Hanover Group
- Company type: Private
- Predecessor: Elders Finance
- Founded: 1999
- Defunct: 2010
- Fate: Receivership
- Headquarters: Auckland, New Zealand
- Area served: New Zealand
- Key people: Mark Hotchin, Eric Watson
- Services: Property development
- Subsidiaries: United Finance; Nationwide Finance; FAI Finance;

= Hanover Finance =

Hanover Finance was a New Zealand non-bank finance company that focused on lending for high-risk property development that failed in 2010 under the leadership of Mark Hotchin. At the time of its failure it was the largest finance company in New Zealand. The Hanover Group also had interests in property and was responsible for developing Matarangi Beach Estates and golf course, and acquired completed lots at the Jacks Point property sub-division in Queenstown. The Group also had property and finance interests in Australia.

==History==
Mark Hotchin and business partner Eric Watson bought Elders Finance in 1999. Elders, and a number of other finance companies, were brought together to create Hanover Group. With $650 million in assets, this was New Zealand's third largest finance company at the time. In 2007, Forbes listed Hotchin and Watson as the 33rd and 34th richest people in New Zealand and Australia.

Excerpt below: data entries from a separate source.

//! End-to-end position scenarios: two-lot entry, full exit, commission, R-multiple.

use chrono::{DateTime, TimeZone, Utc};
use journal_core::accounting::{compute_cost_basis, compute_realized_pnl};
use journal_core::{summarize, Action, LifecycleDecision, Trade};

fn day(d: u32) -> DateTime<Utc> {
    Utc.with_ymd_and_hms(2024, 9, d, 15, 30, 0).unwrap()
}

fn two_lot_trade(commission_pct: f64) -> Trade {
    let mut trade = Trade::with_initial_buy("scenario", "AAPL", 100.0, 10, day(2))
        .with_stop_loss(95.0)
        .with_commission_rate(commission_pct);
    trade.record_action(Action::buy(120.0, 10, day(3))).unwrap();
    trade
}

#[test]
fn two_buys_average_to_110() {
    let trade = two_lot_trade(0.0);
    let cb = compute_cost_basis(&trade.actions);
    assert!((cb.avg_entry_price - 110.0).abs() < 1e-10);
    assert_eq!(cb.total_buy_quantity, 20);
}

#[test]
fn full_exit_auto_closes_with_400() {
    let mut trade = two_lot_trade(0.0);
    let decision = trade.record_action(Action::sell(130.0, 20, day(6))).unwrap();
    assert_eq!(decision, LifecycleDecision::AutoClose { end_date: day(6) });
    assert!(trade.is_closed());
    let fr = trade.final_results().unwrap();
    assert!((fr.final_pnl - 400.0).abs() < 1e-10);
}

#[test]
fn commission_at_one_tenth_percent() {
    let mut trade = two_lot_trade(0.1);
    trade.record_action(Action::sell(130.0, 20, day(6))).unwrap();
    let cb = compute_cost_basis(&trade.actions);
    let realized = compute_realized_pnl(&trade.actions, &cb, 0.1);
    assert!((realized.total_commission - 4.8).abs() < 1e-10);
    assert!((realized.realized_pnl - 395.2).abs() < 1e-10);
    assert!((trade.final_results().unwrap().final_pnl - 395.2).abs() < 1e-10);
}

#[test]
fn r_multiple_against_planned_stop() {
    let mut trade = two_lot_trade(0.1);
    trade.record_action(Action::sell(130.0, 20, day(6))).unwrap();
    let r = trade.final_results().unwrap().final_r_multiple.unwrap();
    // 395.2 / ((110 - 95) * 20)
    assert!((r - 395.2 / 300.0).abs() < 1e-10);
    assert!((r - 1.317).abs() < 1e-3);
}

#[test]
fn oversell_is_rejected_before_mutation() {
    let mut trade = two_lot_trade(0.0);
    assert!(trade.record_action(Action::sell(130.0, 21, day(6))).is_err());
    assert_eq!(trade.actions.len(), 2);
    assert!(trade.is_open());
}

#[test]
fn actions_inserted_out_of_order_price_the_same() {
    let mut a = two_lot_trade(0.07);
    a.record_action(Action::sell(125.0, 8, day(8))).unwrap();

    let mut b = Trade::new("scenario", "AAPL", day(2)).with_stop_loss(95.0).with_commission_rate(0.07);
    b.actions = vec![
        Action::sell(125.0, 8, day(8)),
        Action::buy(120.0, 10, day(3)),
        Action::buy(100.0, 10, day(2)),
    ];

    let sa = summarize(&a, Some(118.0));
    let sb = summarize(&b, Some(118.0));
    assert_eq!(sa.cost_basis, sb.cost_basis);
    assert_eq!(sa.realized, sb.realized);
    assert_eq!(sa.unrealized, sb.unrealized);
}

#[test]
fn journal_json_roundtrip_keeps_final_results() {
    let mut trade = two_lot_trade(0.1);
    trade.record_action(Action::sell(130.0, 20, day(6))).unwrap();
    let json = serde_json::to_string(&trade).unwrap();
    let back: Trade = serde_json::from_str(&json).unwrap();
    assert_eq!(back.final_results(), trade.final_results());
    assert_eq!(back.end_date, Some(day(6)));
}
//! Journal configuration, loaded from TOML.
//!
//! ```toml
//! [journal]
//! default_commission_rate = 0.07   # percent, for open trades that carry none (default 0.0)
//!
//! [stats]
//! min_trades_per_strategy = 1
//! ```
//!
//! Every field has a default, so an empty file is a valid config.

use serde::{Deserialize, Serialize};
use std::path::Path;
use thiserror::Error;

#[derive(Debug, Error)]
pub enum ConfigError {
    #[error("failed to read config: {0}")]
    Io(#[from] std::io::Error),
    #[error("invalid TOML: {0}")]
    Parse(#[from] toml::de::Error),
    #[error("invalid config value: {0}")]
    Invalid(String),
}

#[derive(Debug, Clone, Default, PartialEq, Serialize, Deserialize)]
#[serde(default)]
pub struct JournalConfig {
    pub journal: JournalSettings,
    pub stats: StatsConfig,
}

#[derive(Debug, Clone, PartialEq, Serialize, Deserialize)]
#[serde(default)]
pub struct JournalSettings {
    /// Percentage commission (0.07 = 0.07 %) for OPEN trades without their own
    /// rate. Defaults to 0.0; 0.07 is only an example value.
    pub default_commission_rate: f64,
}

impl Default for JournalSettings {
    fn default() -> Self {
        Self { default_commission_rate: 0.0 }
    }
}

#[derive(Debug, Clone, PartialEq, Serialize, Deserialize)]
#[serde(default)]
pub struct StatsConfig {
    /// Strategies with fewer closed trades are left out of the breakdown.
    pub min_trades_per_strategy: usize,
}

impl Default for StatsConfig {
    fn default() -> Self {
        Self { min_trades_per_strategy: 1 }
    }
}

impl JournalConfig {
    pub fn from_toml_str(s: &str) -> Result<Self, ConfigError> {
        let config: Self = toml::from_str(s)?;
        config.validate()?;
        Ok(config)
    }

    pub fn from_file(path: &Path) -> Result<Self, ConfigError> {
        let content = std::fs::read_to_string(path)?;
        Self::from_toml_str(&content)
    }

    pub fn validate(&self) -> Result<(), ConfigError> {
        let rate = self.journal.default_commission_rate;
        if !rate.is_finite() || rate < 0.0 {
            return Err(ConfigError::Invalid(format!(
                "default_commission_rate must be a non-negative percentage, got {rate}"
            )));
        }
        Ok(())
    }
}
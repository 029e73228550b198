//! Journal Stats — cross-trade performance statistics.
//!
//! This crate builds on `journal-core` to provide:
//! - Portfolio-level metrics over closed trades (win rate, profit factor, streaks)
//! - Per-strategy and per-mistake breakdowns
//! - Realized PnL curves bucketed by date
//! - Journal file loading and TOML configuration
//! - Parallel per-position summaries

pub mod breakdown;
pub mod config;
pub mod equity;
pub mod journal;
pub mod metrics;

pub use breakdown::{by_strategy, mistake_histogram, MistakeCount, StrategyBreakdown};
pub use config::{ConfigError, JournalConfig, JournalSettings, StatsConfig};
pub use equity::{closed_pnl_series, realized_pnl_series, EquityPoint};
pub use journal::{apply_defaults, summarize_all, JournalFile, LoadError};
pub use metrics::{closed_trades, max_streaks, ClosedTrade, Outcome, PerformanceStats, Streaks};

#[cfg(test)]
mod send_sync_checks {
    use super::*;

    fn assert_send<T: Send>() {}
    fn assert_sync<T: Sync>() {}

    #[test]
    fn performance_stats_is_send_sync() {
        assert_send::<PerformanceStats>();
        assert_sync::<PerformanceStats>();
    }

    #[test]
    fn closed_trade_is_send_sync() {
        assert_send::<ClosedTrade>();
        assert_sync::<ClosedTrade>();
    }

    #[test]
    fn journal_types_are_send_sync() {
        assert_send::<JournalFile>();
        assert_sync::<JournalFile>();
        assert_send::<JournalConfig>();
        assert_sync::<JournalConfig>();
    }

    #[test]
    fn equity_point_is_send_sync() {
        assert_send::<EquityPoint>();
        assert_sync::<EquityPoint>();
    }
}
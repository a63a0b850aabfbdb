//! The reactive state cell tying all components together.

use crate::channel::{ReplayChannel, Subscription};
use crate::error::{BoxError, CommandError, SourceError};
use crate::select::{Keyed, Selection};
use crate::snapshot;
use crate::types::{Snapshot, Transition};
use parking_lot::Mutex;
use std::sync::Arc;
use std::thread;
use tracing::{debug, trace};

/// Action label stamped on creation transitions. Stream-seeded stores
/// append the emission index.
const INIT_ACTION: &str = "init-store-";

/// A single mutable cell of application state.
///
/// Every change is committed as an immutable [`Transition`] and
/// broadcast to all subscribers in one canonical order. Updates are
/// serialized: each mutation command observes the snapshot committed by
/// the previous one, from any thread.
pub struct Store<T> {
    /// Broadcast channel retaining the latest committed transition.
    channel: Arc<ReplayChannel<Transition<T>>>,

    /// Serializes every read-compute-publish commit, including source
    /// emissions.
    write_lock: Arc<Mutex<()>>,
}

impl<T: Clone + Send + Sync + 'static> Store<T> {
    /// Create a store seeded with a concrete initial value.
    ///
    /// The creation transition pairs the value with itself and is
    /// published before this returns, so any subscriber observes it (or
    /// a successor) immediately.
    pub fn new(initial: T) -> Self {
        let channel = ReplayChannel::new();
        let seeded = snapshot::seed(initial);
        channel.publish(Transition {
            previous: Arc::clone(&seeded),
            current: seeded,
            action: Some(INIT_ACTION.to_string()),
            error: None,
        });
        Store {
            channel,
            write_lock: Arc::new(Mutex::new(())),
        }
    }

    /// Create a store seeded from a stream of successive values.
    ///
    /// The source is drained on a dedicated thread. Emission `i`
    /// becomes a transition labelled `init-store-{i}`; the first pairs
    /// with itself, each later one with the snapshot of the emission
    /// before it. An `Err` item faults the change stream terminally.
    ///
    /// A `crossbeam_channel::Receiver` is the expected source, but any
    /// iterable of results works.
    pub fn from_source<S>(source: S) -> Self
    where
        S: IntoIterator<Item = std::result::Result<T, BoxError>> + Send + 'static,
    {
        let store = Store {
            channel: ReplayChannel::new(),
            write_lock: Arc::new(Mutex::new(())),
        };
        let channel = Arc::clone(&store.channel);
        let write_lock = Arc::clone(&store.write_lock);

        thread::spawn(move || {
            let mut previous: Option<Snapshot<T>> = None;
            for (index, item) in source.into_iter().enumerate() {
                match item {
                    Ok(value) => {
                        let current = snapshot::seed(value);
                        let prior = previous.replace(Arc::clone(&current));
                        let transition = Transition {
                            previous: prior.unwrap_or_else(|| Arc::clone(&current)),
                            current,
                            action: Some(format!("{INIT_ACTION}{index}")),
                            error: None,
                        };
                        let _guard = write_lock.lock();
                        channel.publish(transition);
                    }
                    Err(err) => {
                        channel.fail(SourceError::new(err));
                        return;
                    }
                }
            }
        });
        store
    }

    /// The full transition stream.
    ///
    /// The most recent transition is delivered at subscribe time, then
    /// every subsequent one in commit order. The stream never completes
    /// on its own; it terminates only if a seeding source faults.
    pub fn changes(&self) -> Subscription<Transition<T>> {
        self.channel.subscribe()
    }

    /// The most recently committed transition.
    ///
    /// `None` only on a stream-seeded store before its first emission.
    pub fn latest(&self) -> Option<Transition<T>> {
        self.channel.latest()
    }

    /// Derive a de-duplicated view of a projection of the state.
    ///
    /// Consecutive duplicates per `PartialEq` are suppressed. All
    /// subscribers to the returned selection share one projection
    /// computation and each immediately receives the latest value.
    pub fn select<V, P>(&self, project: P) -> Selection<V>
    where
        V: Clone + PartialEq + Send + 'static,
        P: Fn(&T) -> V + Send + 'static,
    {
        self.select_with(project, |a, b| a == b)
    }

    /// Like [`select`](Store::select) with an explicit comparator.
    ///
    /// `compare` returns true when two values should be considered
    /// unchanged, suppressing the newer one.
    pub fn select_with<V, P, C>(&self, project: P, compare: C) -> Selection<V>
    where
        V: Clone + Send + 'static,
        P: Fn(&T) -> V + Send + 'static,
        C: Fn(&V, &V) -> bool + Send + 'static,
    {
        Selection::build(&self.channel, project, compare)
    }

    /// Select a named field of a keyed state.
    ///
    /// The key resolves to a projection when the selection is built;
    /// missing fields project per the state type's [`Keyed`] impl.
    pub fn select_key(&self, key: impl Into<String>) -> Selection<T::Value>
    where
        T: Keyed,
        T::Value: PartialEq + Send + 'static,
    {
        let key = key.into();
        self.select(move |state: &T| state.field(&key))
    }

    /// Apply a mutation command against the current snapshot.
    pub fn update<F>(&self, command: F)
    where
        F: FnOnce(&mut T),
    {
        self.commit(None, |draft| {
            command(draft);
            Ok(())
        });
    }

    /// [`update`](Store::update) with an action label on the transition.
    pub fn update_named<F>(&self, action: impl Into<String>, command: F)
    where
        F: FnOnce(&mut T),
    {
        self.commit(Some(action.into()), |draft| {
            command(draft);
            Ok(())
        });
    }

    /// Apply a mutation command that may fail.
    ///
    /// A failing command does not advance the state: the transition
    /// carries the failure in its `error` field and re-publishes the
    /// prior snapshot as `current`. Nothing is returned to the caller;
    /// failures are in-band transition metadata only.
    pub fn try_update<F>(&self, command: F)
    where
        F: FnOnce(&mut T) -> std::result::Result<(), BoxError>,
    {
        self.commit(None, command);
    }

    /// [`try_update`](Store::try_update) with an action label.
    pub fn try_update_named<F>(&self, action: impl Into<String>, command: F)
    where
        F: FnOnce(&mut T) -> std::result::Result<(), BoxError>,
    {
        self.commit(Some(action.into()), command);
    }

    /// Read the latest transition, run the copy-on-write producer, and
    /// publish the result, atomically with respect to other commits.
    ///
    /// On a stream-seeded store this blocks until the first emission
    /// has been committed.
    fn commit<F>(&self, action: Option<String>, command: F)
    where
        F: FnOnce(&mut T) -> std::result::Result<(), BoxError>,
    {
        if !self.channel.wait_ready() {
            debug!(action = action.as_deref(), "update ignored: store faulted");
            return;
        }
        let _guard = self.write_lock.lock();
        let Some(last) = self.channel.latest() else {
            return;
        };
        let (current, error) = match snapshot::produce(&last.current, command) {
            Ok(next) => (next, None),
            Err(err) => (Arc::clone(&last.current), Some(CommandError::new(err))),
        };
        trace!(
            action = action.as_deref(),
            failed = error.is_some(),
            "committing transition"
        );
        self.channel.publish(Transition {
            previous: Arc::clone(&last.current),
            current,
            action,
            error,
        });
    }
}

impl<T> Drop for Store<T> {
    fn drop(&mut self) {
        // Ends outstanding `changes` subscriptions; selections end when
        // their own handles drop.
        self.channel.close();
    }
}

#[cfg(test)]
mod tests {
    use super::*;
    use serde_json::json;

    #[test]
    fn test_creation_transition_is_self_paired() {
        let store = Store::new(json!({"value": 1}));
        let transition = store.latest().unwrap();

        assert!(Arc::ptr_eq(&transition.previous, &transition.current));
        assert_eq!(transition.action.as_deref(), Some("init-store-"));
        assert!(transition.advanced());
    }

    #[test]
    fn test_update_publishes_new_snapshot() {
        let store = Store::new(json!({"value": 1}));
        store.update(|state| state["value"] = json!(2));

        let transition = store.latest().unwrap();
        assert_eq!(transition.previous["value"], 1);
        assert_eq!(transition.current["value"], 2);
        assert_eq!(transition.action, None);
    }

    #[test]
    fn test_update_named_labels_transition() {
        let store = Store::new(json!({"count": 0}));
        store.update_named("increment", |state| {
            state["count"] = json!(state["count"].as_i64().unwrap() + 1)
        });

        let transition = store.latest().unwrap();
        assert_eq!(transition.action.as_deref(), Some("increment"));
        assert_eq!(transition.current["count"], 1);
    }

    #[test]
    fn test_select_key_projects_field() {
        let store = Store::new(json!({"value": true}));
        let values = store.select_key("value");
        assert_eq!(values.latest(), Some(json!(true)));
    }

    #[test]
    fn test_selection_latest_tracks_updates() {
        let store = Store::new(json!({"value": 1}));
        let values = store.select(|state: &serde_json::Value| state["value"].clone());

        store.update(|state| state["value"] = json!(5));
        assert_eq!(values.latest(), Some(json!(5)));
    }
}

Hotchin's interests ranged outside the traditional finance company model. In 2003 Hotchin through the Hanover Group bought a 10% stake in Tower, a large fund management and insurance business. Hanover wanted a better deal for investors and forced Tower and owners GPG to review the capital raising and underwrite deal they had agreed.

In 2007 Hanover Group made an after tax profit of $105m. Controversially Hanover Finance paid NZ$45.5 million in dividends to Hotchin and Watson in the year ending 30 June 2008. Much of these dividends were then reinvested back into the company to reduce related party transactions, which at the time were around 14% of the loan book.

===Start of decline 2008===
As a result of the 2008 financial crisis, in July 2008, Hanover Finance and United Finance froze repayments of NZ$554 million owed to 36,500 investors. After a vote over 85% of investors agreed to a debt repayment plan for the return of their capital over a 5-year time scale, predicated on the recovery of the New Zealand property market. Hotchin and Watson pledged a property, benefits and cash package worth up to $96m to investors as part of the deal. By November 2009 accountancy firm PwC estimated that the package had fallen in value to between $36 million and $56 million, due to a fall in property prices. Over the first year of the debt repayment plan, six cents in the dollar was repaid to investors, however the property market had continued to worsen and it appeared the company was heading for receivership.

In 2009 Hanover was approached by Allied Farmers to buy the assets of Hanover Finance and United Finance, effectively held in limbo by the repayment plan. In December 2009 Hanover Group debenture holders, note holders and bond holders were given another opportunity to vote for receivership or for the new plan with Allied. 75% voted in favour of swapping their debentures, notes and bonds for shares in Allied Farmers Limited. This transaction resulted in Allied Farmers assuming the net asset position of the Hanover Group finance companies.

===Failure===
Allied Farmers put their finance company Allied Nationwide into receivership on 20 August 2010 and as at March 2011 shares in were worth only a fraction of what they were traded for.

===Aftermath===
In late December 2011, the Financial Markets Authority (FMA) announced that it proposed to file civil proceedings against the directors and promoters of Hanover Finance Limited and other companies relating to statements made in the December 2007 prospectuses and subsequent advertisements.

As a result of the FMA's announcement former Hanover Finance's chairman Greg Muir issued a media statement saying that "the FMA investigators were given a substantial amount of evidence demonstrating that the directors conducted themselves responsibly, with appropriate rigour, and made judgments they believed were in the best interests of the company and its investors on the information available to them at the time."

In December 2012, the remaining property assets of Hanover and United Finance (with a book value of $13.5 million) were transferred from Allied Farmers to Crown Asset Management, the entity set up to hold assets from failed finance companies backed by the Government's deposit guarantee.